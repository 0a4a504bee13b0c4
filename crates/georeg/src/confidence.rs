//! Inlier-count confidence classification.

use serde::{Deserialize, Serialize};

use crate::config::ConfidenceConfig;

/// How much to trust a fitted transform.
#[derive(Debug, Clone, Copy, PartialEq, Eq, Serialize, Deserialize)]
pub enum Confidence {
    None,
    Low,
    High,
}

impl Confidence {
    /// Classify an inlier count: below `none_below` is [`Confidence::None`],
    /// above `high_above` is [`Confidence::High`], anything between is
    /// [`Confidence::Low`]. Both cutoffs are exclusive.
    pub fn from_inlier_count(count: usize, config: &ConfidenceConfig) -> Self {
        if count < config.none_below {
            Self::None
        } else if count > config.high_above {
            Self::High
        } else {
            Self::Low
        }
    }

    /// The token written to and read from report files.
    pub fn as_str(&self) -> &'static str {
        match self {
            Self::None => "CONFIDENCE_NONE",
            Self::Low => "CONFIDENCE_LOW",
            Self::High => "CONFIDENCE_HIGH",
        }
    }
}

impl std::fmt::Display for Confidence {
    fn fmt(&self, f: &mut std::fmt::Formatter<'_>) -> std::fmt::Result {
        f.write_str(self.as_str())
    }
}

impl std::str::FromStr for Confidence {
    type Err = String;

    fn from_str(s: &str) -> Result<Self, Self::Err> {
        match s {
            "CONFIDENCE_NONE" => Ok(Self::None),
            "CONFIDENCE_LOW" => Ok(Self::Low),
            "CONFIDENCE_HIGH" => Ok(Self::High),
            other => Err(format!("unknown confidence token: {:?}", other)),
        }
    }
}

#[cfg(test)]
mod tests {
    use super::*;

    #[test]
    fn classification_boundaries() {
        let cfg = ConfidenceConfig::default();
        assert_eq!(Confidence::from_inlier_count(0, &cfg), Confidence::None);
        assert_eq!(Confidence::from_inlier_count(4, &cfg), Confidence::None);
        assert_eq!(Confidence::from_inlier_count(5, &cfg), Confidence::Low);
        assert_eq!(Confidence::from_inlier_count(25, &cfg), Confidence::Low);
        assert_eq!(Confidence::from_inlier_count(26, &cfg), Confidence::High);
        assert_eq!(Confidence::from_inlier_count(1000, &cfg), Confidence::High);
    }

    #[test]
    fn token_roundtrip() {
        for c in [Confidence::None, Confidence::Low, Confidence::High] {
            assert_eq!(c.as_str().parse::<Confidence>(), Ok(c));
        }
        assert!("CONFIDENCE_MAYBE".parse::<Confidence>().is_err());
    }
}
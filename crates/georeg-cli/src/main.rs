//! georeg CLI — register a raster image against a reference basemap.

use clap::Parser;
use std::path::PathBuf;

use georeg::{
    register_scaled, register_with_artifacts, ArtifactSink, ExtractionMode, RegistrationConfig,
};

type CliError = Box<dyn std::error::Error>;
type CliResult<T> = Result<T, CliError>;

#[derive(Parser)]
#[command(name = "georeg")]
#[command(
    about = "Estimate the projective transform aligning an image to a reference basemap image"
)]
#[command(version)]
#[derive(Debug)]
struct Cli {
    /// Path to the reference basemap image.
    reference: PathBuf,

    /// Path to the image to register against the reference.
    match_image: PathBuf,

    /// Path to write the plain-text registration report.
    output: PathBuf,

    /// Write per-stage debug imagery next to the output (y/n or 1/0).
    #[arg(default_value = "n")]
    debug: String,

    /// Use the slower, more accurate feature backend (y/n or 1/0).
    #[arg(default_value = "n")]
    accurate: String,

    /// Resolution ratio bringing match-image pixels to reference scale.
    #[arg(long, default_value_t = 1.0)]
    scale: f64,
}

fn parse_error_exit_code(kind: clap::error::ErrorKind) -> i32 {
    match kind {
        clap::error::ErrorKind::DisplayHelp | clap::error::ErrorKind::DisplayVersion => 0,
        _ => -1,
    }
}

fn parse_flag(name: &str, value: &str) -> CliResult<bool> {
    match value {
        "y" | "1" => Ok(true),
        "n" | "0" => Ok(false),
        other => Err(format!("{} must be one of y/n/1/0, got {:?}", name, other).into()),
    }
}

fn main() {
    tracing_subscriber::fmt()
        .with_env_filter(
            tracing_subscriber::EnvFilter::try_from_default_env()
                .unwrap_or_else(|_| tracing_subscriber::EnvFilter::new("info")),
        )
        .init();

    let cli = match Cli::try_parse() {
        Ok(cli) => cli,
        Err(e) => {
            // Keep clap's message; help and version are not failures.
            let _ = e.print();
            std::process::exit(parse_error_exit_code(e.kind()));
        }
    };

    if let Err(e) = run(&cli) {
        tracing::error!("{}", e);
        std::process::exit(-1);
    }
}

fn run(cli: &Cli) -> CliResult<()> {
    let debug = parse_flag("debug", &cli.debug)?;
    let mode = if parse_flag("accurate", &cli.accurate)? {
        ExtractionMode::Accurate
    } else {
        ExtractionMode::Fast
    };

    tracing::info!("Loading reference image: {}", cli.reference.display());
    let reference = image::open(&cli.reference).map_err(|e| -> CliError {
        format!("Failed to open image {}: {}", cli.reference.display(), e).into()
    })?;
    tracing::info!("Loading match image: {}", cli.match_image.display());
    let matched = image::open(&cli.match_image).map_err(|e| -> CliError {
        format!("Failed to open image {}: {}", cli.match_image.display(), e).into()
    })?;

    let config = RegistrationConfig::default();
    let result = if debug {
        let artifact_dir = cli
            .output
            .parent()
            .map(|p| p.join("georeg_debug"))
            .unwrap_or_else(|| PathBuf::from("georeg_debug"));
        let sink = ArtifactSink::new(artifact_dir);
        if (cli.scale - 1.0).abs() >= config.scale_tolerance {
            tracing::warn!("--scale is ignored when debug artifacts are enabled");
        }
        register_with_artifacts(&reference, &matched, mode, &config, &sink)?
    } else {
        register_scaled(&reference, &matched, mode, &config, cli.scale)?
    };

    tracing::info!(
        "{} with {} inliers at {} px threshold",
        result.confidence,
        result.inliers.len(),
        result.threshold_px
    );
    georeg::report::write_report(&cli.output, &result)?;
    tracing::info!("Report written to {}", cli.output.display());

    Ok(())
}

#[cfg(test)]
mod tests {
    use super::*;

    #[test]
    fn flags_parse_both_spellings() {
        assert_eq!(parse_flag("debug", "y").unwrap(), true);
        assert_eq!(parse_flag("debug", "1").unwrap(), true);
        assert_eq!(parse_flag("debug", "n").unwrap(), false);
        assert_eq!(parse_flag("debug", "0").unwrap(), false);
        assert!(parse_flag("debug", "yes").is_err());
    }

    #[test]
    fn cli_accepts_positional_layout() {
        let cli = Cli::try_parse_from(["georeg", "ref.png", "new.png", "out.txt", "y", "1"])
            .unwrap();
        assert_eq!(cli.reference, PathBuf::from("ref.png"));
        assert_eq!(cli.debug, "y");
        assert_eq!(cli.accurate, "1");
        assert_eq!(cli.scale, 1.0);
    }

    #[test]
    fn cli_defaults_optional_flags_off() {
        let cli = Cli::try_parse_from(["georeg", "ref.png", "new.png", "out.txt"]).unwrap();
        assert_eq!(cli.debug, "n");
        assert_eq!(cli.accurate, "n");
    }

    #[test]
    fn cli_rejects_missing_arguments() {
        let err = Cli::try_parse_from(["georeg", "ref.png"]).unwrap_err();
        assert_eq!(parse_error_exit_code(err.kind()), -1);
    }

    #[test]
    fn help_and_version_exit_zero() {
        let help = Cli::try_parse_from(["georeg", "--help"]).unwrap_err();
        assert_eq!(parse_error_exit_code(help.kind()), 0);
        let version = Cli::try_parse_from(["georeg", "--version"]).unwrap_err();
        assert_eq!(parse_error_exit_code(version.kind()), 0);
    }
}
☆ ☆ ☆
▸ **YOUR OBJECTIVE**
Set down the entire material again, exactly as it stands.

▸ **THE ANSWER**
repository 0a4a504bee13b0c4
filename crates/georeg/src/confidence.rs
//! Inlier-count confidence classification.

use serde::{Deserialize, Serialize};

use crate::config::ConfidenceConfig;

/// How much to trust a fitted transform.
#[derive(Debug, Clone, Copy, PartialEq, Eq, Serialize, Deserialize)]
pub enum Confidence {
    None,
    Low,
    High,
}

impl Confidence {
    /// Classify an inlier count: below `none_below` is [`Confidence::None`],
    /// above `high_above` is [`Confidence::High`], anything between is
    /// [`Confidence::Low`]. Both cutoffs are exclusive.
    pub fn from_inlier_count(count: usize, config: &ConfidenceConfig) -> Self {
        if count < config.none_below {
            Self::None
        } else if count > config.high_above {
            Self::High
        } else {
            Self::Low
        }
    }

    /// The token written to and read from report files.
    pub fn as_str(&self) -> &'static str {
        match self {
            Self::None => "CONFIDENCE_NONE",
            Self::Low => "CONFIDENCE_LOW",
            Self::High => "CONFIDENCE_HIGH",
        }
    }
}

impl std::fmt::Display for Confidence {
    fn fmt(&self, f: &mut std::fmt::Formatter<'_>) -> std::fmt::Result {
        f.write_str(self.as_str())
    }
}

impl std::str::FromStr for Confidence {
    type Err = String;

    fn from_str(s: &str) -> Result<Self, Self::Err> {
        match s {
            "CONFIDENCE_NONE" => Ok(Self::None),
            "CONFIDENCE_LOW" => Ok(Self::Low),
            "CONFIDENCE_HIGH" => Ok(Self::High),
            other => Err(format!("unknown confidence token: {:?}", other)),
        }
    }
}

#[cfg(test)]
mod tests {
    use super::*;

    #[test]
    fn classification_boundaries() {
        let cfg = ConfidenceConfig::default();
        assert_eq!(Confidence::from_inlier_count(0, &cfg), Confidence::None);
        assert_eq!(Confidence::from_inlier_count(4, &cfg), Confidence::None);
        assert_eq!(Confidence::from_inlier_count(5, &cfg), Confidence::Low);
        assert_eq!(Confidence::from_inlier_count(25, &cfg), Confidence::Low);
        assert_eq!(Confidence::from_inlier_count(26, &cfg), Confidence::High);
        assert_eq!(Confidence::from_inlier_count(1000, &cfg), Confidence::High);
    }

    #[test]
    fn token_roundtrip() {
        for c in [Confidence::None, Confidence::Low, Confidence::High] {
            assert_eq!(c.as_str().parse::<Confidence>(), Ok(c));
        }
        assert!("CONFIDENCE_MAYBE".parse::<Confidence>().is_err());
    }
}
filename crates/georeg-cli/src/main.rs
//! georeg CLI — register a raster image against a reference basemap.

use clap::Parser;
use std::path::PathBuf;

use georeg::{
    register_scaled, register_with_artifacts, ArtifactSink, ExtractionMode, RegistrationConfig,
};

type CliError = Box<dyn std::error::Error>;
type CliResult<T> = Result<T, CliError>;

#[derive(Parser)]
#[command(name = "georeg")]
#[command(
    about = "Estimate the projective transform aligning an image to a reference basemap image"
)]
#[command(version)]
#[derive(Debug)]
struct Cli {
    /// Path to the reference basemap image.
    reference: PathBuf,

    /// Path to the image to register against the reference.
    match_image: PathBuf,

    /// Path to write the plain-text registration report.
    output: PathBuf,

    /// Write per-stage debug imagery next to the output (y/n or 1/0).
    #[arg(default_value = "n")]
    debug: String,

    /// Use the slower, more accurate feature backend (y/n or 1/0).
    #[arg(default_value = "n")]
    accurate: String,

    /// Resolution ratio bringing match-image pixels to reference scale.
    #[arg(long, default_value_t = 1.0)]
    scale: f64,
}

fn parse_error_exit_code(kind: clap::error::ErrorKind) -> i32 {
    match kind {
        clap::error::ErrorKind::DisplayHelp | clap::error::ErrorKind::DisplayVersion => 0,
        _ => -1,
    }
}

fn parse_flag(name: &str, value: &str) -> CliResult<bool> {
    match value {
        "y" | "1" => Ok(true),
        "n" | "0" => Ok(false),
        other => Err(format!("{} must be one of y/n/1/0, got {:?}", name, other).into()),
    }
}

fn main() {
    tracing_subscriber::fmt()
        .with_env_filter(
            tracing_subscriber::EnvFilter::try_from_default_env()
                .unwrap_or_else(|_| tracing_subscriber::EnvFilter::new("info")),
        )
        .init();

    let cli = match Cli::try_parse() {
        Ok(cli) => cli,
        Err(e) => {
            // Keep clap's message; help and version are not failures.
            let _ = e.print();
            std::process::exit(parse_error_exit_code(e.kind()));
        }
    };

    if let Err(e) = run(&cli) {
        tracing::error!("{}", e);
        std::process::exit(-1);
    }
}

fn run(cli: &Cli) -> CliResult<()> {
    let debug = parse_flag("debug", &cli.debug)?;
    let mode = if parse_flag("accurate", &cli.accurate)? {
        ExtractionMode::Accurate
    } else {
        ExtractionMode::Fast
    };

    tracing::info!("Loading reference image: {}", cli.reference.display());
    let reference = image::open(&cli.reference).map_err(|e| -> CliError {
        format!("Failed to open image {}: {}", cli.reference.display(), e).into()
    })?;
    tracing::info!("Loading match image: {}", cli.match_image.display());
    let matched = image::open(&cli.match_image).map_err(|e| -> CliError {
        format!("Failed to open image {}: {}", cli.match_image.display(), e).into()
    })?;

    let config = RegistrationConfig::default();
    let result = if debug {
        let artifact_dir = cli
            .output
            .parent()
            .map(|p| p.join("georeg_debug"))
            .unwrap_or_else(|| PathBuf::from("georeg_debug"));
        let sink = ArtifactSink::new(artifact_dir);
        if (cli.scale - 1.0).abs() >= config.scale_tolerance {
            tracing::warn!("--scale is ignored when debug artifacts are enabled");
        }
        register_with_artifacts(&reference, &matched, mode, &config, &sink)?
    } else {
        register_scaled(&reference, &matched, mode, &config, cli.scale)?
    };

    tracing::info!(
        "{} with {} inliers at {} px threshold",
        result.confidence,
        result.inliers.len(),
        result.threshold_px
    );
    georeg::report::write_report(&cli.output, &result)?;
    tracing::info!("Report written to {}", cli.output.display());

    Ok(())
}

#[cfg(test)]
mod tests {
    use super::*;

    #[test]
    fn flags_parse_both_spellings() {
        assert_eq!(parse_flag("debug", "y").unwrap(), true);
        assert_eq!(parse_flag("debug", "1").unwrap(), true);
        assert_eq!(parse_flag("debug", "n").unwrap(), false);
        assert_eq!(parse_flag("debug", "0").unwrap(), false);
        assert!(parse_flag("debug", "yes").is_err());
    }

    #[test]
    fn cli_accepts_positional_layout() {
        let cli = Cli::try_parse_from(["georeg", "ref.png", "new.png", "out.txt", "y", "1"])
            .unwrap();
        assert_eq!(cli.reference, PathBuf::from("ref.png"));
        assert_eq!(cli.debug, "y");
        assert_eq!(cli.accurate, "1");
        assert_eq!(cli.scale, 1.0);
    }

    #[test]
    fn cli_defaults_optional_flags_off() {
        let cli = Cli::try_parse_from(["georeg", "ref.png", "new.png", "out.txt"]).unwrap();
        assert_eq!(cli.debug, "n");
        assert_eq!(cli.accurate, "n");
    }

    #[test]
    fn cli_rejects_missing_arguments() {
        let err = Cli::try_parse_from(["georeg", "ref.png"]).unwrap_err();
        assert_eq!(parse_error_exit_code(err.kind()), -1);
    }

    #[test]
    fn help_and_version_exit_zero() {
        let help = Cli::try_parse_from(["georeg", "--help"]).unwrap_err();
        assert_eq!(parse_error_exit_code(help.kind()), 0);
        let version = Cli::try_parse_from(["georeg", "--version"]).unwrap_err();
        assert_eq!(parse_error_exit_code(version.kind()), 0);
    }
}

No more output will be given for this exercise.